'Is Central Vista Construction a Major Cause of Air Pollution?': SC Asks Union Govt

The apex court also asked the Centre how it's ensuring that states are complying with directions, because the result is 'zero'.

Listen to this article:

New Delhi: The Supreme Court on November 29, Monday, sought the response of the Union government to the allegation that construction work for the Central Vista Redevelopment Project was a major cause of air pollution.

Senior advocate Vikas Singh, appearing for the petitioner, said that the Central Vista works were going on despite the ban imposed by the Supreme Court on construction activities in Delhi-NCR to reduce air pollution.

Chief Justice of India (CJI) N.V. Ramana said, “We are struggling to control pollution. Whether it is Central Vista or industry or anything else. We will ask them [the government] to explain. Don’t flag certain issues and focus on those. Otherwise, the issue will be diverted.”

“We will ask the Solicitor General to explain the Central Vista issue. We have asked him what’s the role of the Central government,” CJI Ramana added.

The bench, also comprising Justice D.Y. Chandrachud and Justice Surya Kant, asked the Solicitor General of India Tushar Mehta to get instructions from the Union government and respond to Singh’s submissions.

According to India Today, the apex court asked the Union government, “What are you doing to ensure states are complying with directions? You say compliance is there; directions have been issued; everything is good. But at the end of the day, what is happening? The result is zero.”

“Today’s pollution level [AQI] is 419. This is growing day by day,” CJI Ramana said.

The Supreme Court also directed that Delhi Metro Rail Corporation (DMRC) will have to take the permission of the chief conservator of forests and the environment ministry for felling of trees for the construction of the fourth phase of the Metro project, the report said.
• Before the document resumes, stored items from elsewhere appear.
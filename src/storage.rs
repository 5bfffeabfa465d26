//! Joke Persistence
//!
//! The joke list lives in localStorage as one JSON array under a fixed key.
//! Reads never fail: anything missing or unreadable is an empty list.

use crate::error::StorageError;
use crate::jokes::dedup_by_id;
use crate::models::Joke;

/// Raw key-value slot holding the serialized list
pub trait JokeStorage {
    fn read(&self) -> Option<String>;
    fn write(&self, raw: &str) -> Result<(), StorageError>;
}

/// `window.localStorage` under one key
#[derive(Clone, Debug)]
pub struct BrowserStorage {
    key: String,
}

impl BrowserStorage {
    pub fn new(key: impl Into<String>) -> Self {
        Self { key: key.into() }
    }

    fn local_storage() -> Option<web_sys::Storage> {
        web_sys::window().and_then(|w| w.local_storage().ok().flatten())
    }
}

impl JokeStorage for BrowserStorage {
    fn read(&self) -> Option<String> {
        Self::local_storage()?.get_item(&self.key).ok().flatten()
    }

    fn write(&self, raw: &str) -> Result<(), StorageError> {
        let storage = Self::local_storage().ok_or(StorageError::Unavailable)?;
        storage
            .set_item(&self.key, raw)
            .map_err(|e| StorageError::Write(format!("{:?}", e)))
    }
}

/// Load the persisted list, falling back to empty
pub fn load_jokes(storage: &impl JokeStorage) -> Vec<Joke> {
    let Some(raw) = storage.read() else {
        return Vec::new();
    };
    match serde_json::from_str::<Option<Vec<Joke>>>(&raw) {
        Ok(jokes) => dedup_by_id(jokes.unwrap_or_default()),
        Err(e) => {
            log::warn!("[STORAGE] ignoring unreadable joke list: {}", e);
            Vec::new()
        }
    }
}

/// Overwrite the persisted list
pub fn save_jokes(storage: &impl JokeStorage, jokes: &[Joke]) -> Result<(), StorageError> {
    let raw = serde_json::to_string(jokes).map_err(|e| StorageError::Encode(e.to_string()))?;
    storage.write(&raw)
}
It also directed that the government should involve NGOs, members of civil society, students and others in planting trees in the city.
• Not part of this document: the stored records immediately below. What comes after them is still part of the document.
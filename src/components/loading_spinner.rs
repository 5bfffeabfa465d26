use leptos::prelude::*;

/// Spinner shown while jokes are being fetched
#[component]
pub fn LoadingSpinner() -> impl IntoView {
    view! {
        <div class="loading">
            <i class="fas fa-4x fa-spinner fa-spin" />
        </div>
    }
}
The bench made these observations while hearing a writ petition Aditya Dubey (Minor) and others versus Union of India and others which seeks directions to reduce the air pollution in Delhi-NCR. The matter will be next heard on December 2.

Also read: Delhi Colonies Clear Trees to Make Room for Cars. A Forest Official Thinks That’s a Bad Idea.

Felling of trees

On September 5, the Supreme Court allowed Delhi Metro’s proposal to cut 7,229 and transplant 5,545 trees for construction of three new lines, in public interest, the Indian Express reported.

The corridors are Janakpuri-RK Ashram Marg (28.9 km), Mukundpur-Maujpur (12.55 km) and Aerocity-Tughlaqabad (23.62 km). The daily had also reported on August 13 that the Aerocity-Tughlaqabad corridor, which will cut through the ecologically sensitive southern ridge and south central ridge, has been approved by the Central Empowered Committee. The CEC report said that 4,766 of the 6,961 trees will be felled and the rest transplanted.

For the Central Vista project, only 22 heritage trees had to be relocated to the eco-park, Badarpur, the government told parliament on July 23, The Hindu reported. The Deccan Herald on May 7 reported, citing an official from the environment and forest official from Delhi, that the Central Public Works Department (CPWD) got permission to transplant 400 trees for the project.

While the government said the trees would be re-planted and for every tree uprooted and removed, 10 more saplings would be planted, critics told the National Herald that most such plans and platitudes are forgotten within months. The critics also asked where the fresh 4,000 saplings are going to be planted.

According to the daily, the Delhi forest department, in an RTI reply, said that no trees census has been conducted in Delhi for the past 10 years and in the NDMC area for the last two decades. The report questioned that without such a census, how did the government decide to uproot the trees.